This is the MOST common sleazy solar sales tactic I’ve seen, and it involves setting false production expectations. We see solar salespeople running around, knocking on doors saying, and saying stuff like, “Eliminate your electric bill for life!”

This basically suggests that they will NOT have an electric bill — that they’ll owe ZERO for their electric bill forever.

The truth is:

  1. That’s simply NOT realistic with connection fees and net metering.
  2. There WILL be some bills.

Now, the other thing that can happen is that the system may not be sized appropriately for a home or the homeowner’s needs. If that happens:

  1. The homeowner who was sold on this incredible ROI in eliminating their electric bill will expect a certain offset.
  2. That offset will end up being A LOT LESS because the systems weren’t sized properly.

That’s why it’s so important to set realistic expectations with the homeowner on their actual electric bill and the actual production of a solar system.

Sleazy Solar Sales Tactic #2: False Advertising for New Monthly Expenses

If you see or prepare a solar proposal for a homeowner — and you’re using financing — there will be a monthly amount listed.

That monthly amount makes an assumption that is NOT obvious to homeowners unless the salesperson communicates it. The assumption on your monthly investment assumes that you’re going to take the tax credit for the system.

Here’s some simple math to show you how that works.

Example: Let’s say it’s a $40,000 system with a 30% tax credit. That’s $12,000. So, this monthly payment assumes the homeowner’s going to take this $12k and pay down the loan. But if that’s not communicated, that loan will re-amortize. That means they’ll recalculate it, and it’ll suddenly shoot up because of the $12k that was never put toward the loan. This can happen because the lenders are trying to entice borrowers. They say, “Hey, your loan amount will be this $X, and we’ll keep it at $X, assuming you make THIS CONTRIBUTION by a certain date. If you don’t, the amount goes up.

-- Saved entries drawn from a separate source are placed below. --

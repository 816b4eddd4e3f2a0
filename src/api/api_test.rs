use super::*;
use crate::error::ErrorKind;

#[test]
fn test_api_builder_defaults() -> Result<()> {
    let api = APIBuilder::new().build()?;
    assert_eq!(api.media_engine().codecs(RTPCodecType::Audio).len(), 3);
    assert_eq!(api.media_engine().codecs(RTPCodecType::Video).len(), 2);
    Ok(())
}

#[test]
fn test_api_builder_with_media_engine() -> Result<()> {
    let api = APIBuilder::new()
        .with_media_engine(MediaEngine::default())
        .build()?;
    assert!(api.media_engine().codecs(RTPCodecType::Audio).is_empty());
    Ok(())
}

#[test]
fn test_api_builder_with_codec() -> Result<()> {
    let api = APIBuilder::new()
        .with_codec(
            RTCRtpCodecParameters {
                encoding_name: "G722".to_owned(),
                payload_type: 9,
                clock_rate: 8000,
                channels: 1,
                ..Default::default()
            },
            RTPCodecType::Audio,
        )?
        .build()?;
    assert!(api.media_engine().is_supported(RTPCodecType::Audio, "g722"));
    assert!(api.media_engine().is_supported(RTPCodecType::Audio, "opus"));

    let err = APIBuilder::new()
        .with_codec(RTCRtpCodecParameters::default(), RTPCodecType::Unspecified)
        .err();
    assert_eq!(err.map(|e| e.kind()), Some(ErrorKind::MalformedInput));
    Ok(())
}
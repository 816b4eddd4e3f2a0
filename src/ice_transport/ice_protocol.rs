use std::fmt;
use std::str::FromStr;

use serde::{Deserialize, Serialize};

use crate::error::Error;

/// RTCIceProtocol is the transport field of a candidate attribute. Remote
/// peers are known to send it upper case, so parsing ignores case.
#[derive(Default, Debug, Copy, Clone, PartialEq, Eq, Serialize, Deserialize)]
#[serde(rename_all = "lowercase")]
pub enum RTCIceProtocol {
    #[default]
    Udp,
    Tcp,
}

impl FromStr for RTCIceProtocol {
    type Err = Error;

    fn from_str(raw: &str) -> Result<Self, Self::Err> {
        if raw.eq_ignore_ascii_case("udp") {
            Ok(RTCIceProtocol::Udp)
        } else if raw.eq_ignore_ascii_case("tcp") {
            Ok(RTCIceProtocol::Tcp)
        } else {
            Err(Error::ErrIceCandidateParse(format!("unknown transport {raw}")))
        }
    }
}

impl fmt::Display for RTCIceProtocol {
    fn fmt(&self, f: &mut fmt::Formatter<'_>) -> fmt::Result {
        f.write_str(match self {
            RTCIceProtocol::Udp => "udp",
            RTCIceProtocol::Tcp => "tcp",
        })
    }
}
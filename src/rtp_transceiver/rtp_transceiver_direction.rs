use std::fmt;

/// RTCRtpTransceiverDirection is the direction attribute of a media line, as
/// seen by the side that wrote the description. A line without one is
/// `sendrecv` (RFC 4566 section 6).
#[derive(Default, Debug, Copy, Clone, PartialEq, Eq)]
pub enum RTCRtpTransceiverDirection {
    #[default]
    Sendrecv,
    Sendonly,
    Recvonly,
    Inactive,
}

impl RTCRtpTransceiverDirection {
    /// from_attribute maps a property attribute key onto a direction. Keys
    /// that are not directions yield `None`.
    pub(crate) fn from_attribute(key: &str) -> Option<Self> {
        match key {
            "sendrecv" => Some(RTCRtpTransceiverDirection::Sendrecv),
            "sendonly" => Some(RTCRtpTransceiverDirection::Sendonly),
            "recvonly" => Some(RTCRtpTransceiverDirection::Recvonly),
            "inactive" => Some(RTCRtpTransceiverDirection::Inactive),
            _ => None,
        }
    }

    /// has_send reports whether the side advertising this direction sends media.
    pub fn has_send(&self) -> bool {
        matches!(
            self,
            RTCRtpTransceiverDirection::Sendrecv | RTCRtpTransceiverDirection::Sendonly
        )
    }
}

impl fmt::Display for RTCRtpTransceiverDirection {
    fn fmt(&self, f: &mut fmt::Formatter<'_>) -> fmt::Result {
        f.write_str(match self {
            RTCRtpTransceiverDirection::Sendrecv => "sendrecv",
            RTCRtpTransceiverDirection::Sendonly => "sendonly",
            RTCRtpTransceiverDirection::Recvonly => "recvonly",
            RTCRtpTransceiverDirection::Inactive => "inactive",
        })
    }
}
//! Compact, time-sortable 64-bit identifiers.
//!
//! A [`Glyph`] packs three fields into a single `u64`:
//!
//! ```text
//!  Bit Index:  63             23 22           12 11                0
//!              +----------------+---------------+------------------+
//!  Field:      | timestamp (41) | counter (11)  | content type (12)|
//!              +----------------+---------------+------------------+
//!              |<----- MSB ---------- 64 bits --------- LSB ------>|
//! ```
//!
//! The timestamp is measured in milliseconds since [`Glyph::EPOCH_MILLIS`]
//! (2020-01-01T00:00:00Z). Its canonical text form is an 11-character base58
//! string that sorts the same way as the underlying integer.
//!
//! A [`ScopedAllocator`] hands out glyphs per content type, keeping a
//! per-millisecond counter so that glyphs issued for the same scope in the
//! same millisecond never collide.
//!
//! ```
//! use aztecglyph::{ContentType, Glyph, ScopedAllocator};
//!
//! let allocator = ScopedAllocator::new();
//! let posts = ContentType::new(7).unwrap();
//!
//! let a = allocator.issue(posts).unwrap();
//! let b = allocator.issue(posts).unwrap();
//! assert!(a < b);
//! assert_eq!(a.content_type(), 7);
//!
//! let parsed: Glyph = a.to_base58().parse().unwrap();
//! assert_eq!(parsed, a);
//! ```

mod allocator;
mod codec;
mod error;
mod field;
mod glyph;
mod mutex;
mod rand;
mod registry;
#[cfg(feature = "serde")]
mod serde;
mod time;

pub use crate::allocator::*;
pub use crate::codec::*;
pub use crate::error::*;
pub use crate::field::*;
pub use crate::glyph::*;
pub use crate::rand::*;
pub use crate::registry::*;
#[cfg(feature = "serde")]
pub use crate::serde::*;
pub use crate::time::*;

So, without communicating to homeowners that they’re required to contribute that tax savings towards the loan:

  1. They end up with a SURPRISE bill.
  2. Their bill is FAR MORE EXPENSIVE than they expected.
  3. They can end up in financial trouble because they already spent this money on a new hot tub or something.

Sleazy Solar Sales Tactic #3: Taking Advantage of Retirees or Low-Income Households

With this sleazy solar sales tactic, we return to the false payment expectation concept and how it can be applied and misused with lower-income households and folks with a tax-free retirement income.

Let’s look at a specific example here to see how this tactic “works” and take advantage of the homeowner.

Example: Let’s say a homeowner has a $40,000 solar system put on their roof, with a $12,000 tax credit. If their tax liability does not meet or exceed the 30% tax credit amount ($12k in this case), that homeowner does NOT qualify for the tax credit. They can only apply for how much of their tax liability there is. So, let’s say you sold a massive system, with an $18k tax credit, to someone with a $5k/year tax liability. They’ll only be able to deduct about $2k, and that will change their monthly expense.

So, this part of the message often failed to be communicated to homeowners. They are NOT often told that their tax liability needs to meet or exceed the tax credit to qualify for it.

It’s that simple, and many solar sales reps don’t communicate that key fact. Instead:

  1. They’ll sell a solar system to a retiree.
  2. The retiree hands the paperwork to his or her accountant who does their taxes.
  3. At that point, the retiree finds out that they do NOT qualify for that tax credit.
  4. Now, that monthly payment that they were banking on shoots up even higher, and they have to cover it on a fixed income.

That is NOT cool at all, and again, that’s why it’s SO important to communicate this upfront.

Sleazy Solar Sales Tactic #4: Putting Solar on Old Roofs

There’s a general rule of thumb in the solar world that solar can be installed on a roof as long as that roof is 10 years old or newer.

Now, if someone sells a solar system to someone with a 10-year-old roof, yes, we WILL put solar on it, and there can still be an amazing ROI and significant savings.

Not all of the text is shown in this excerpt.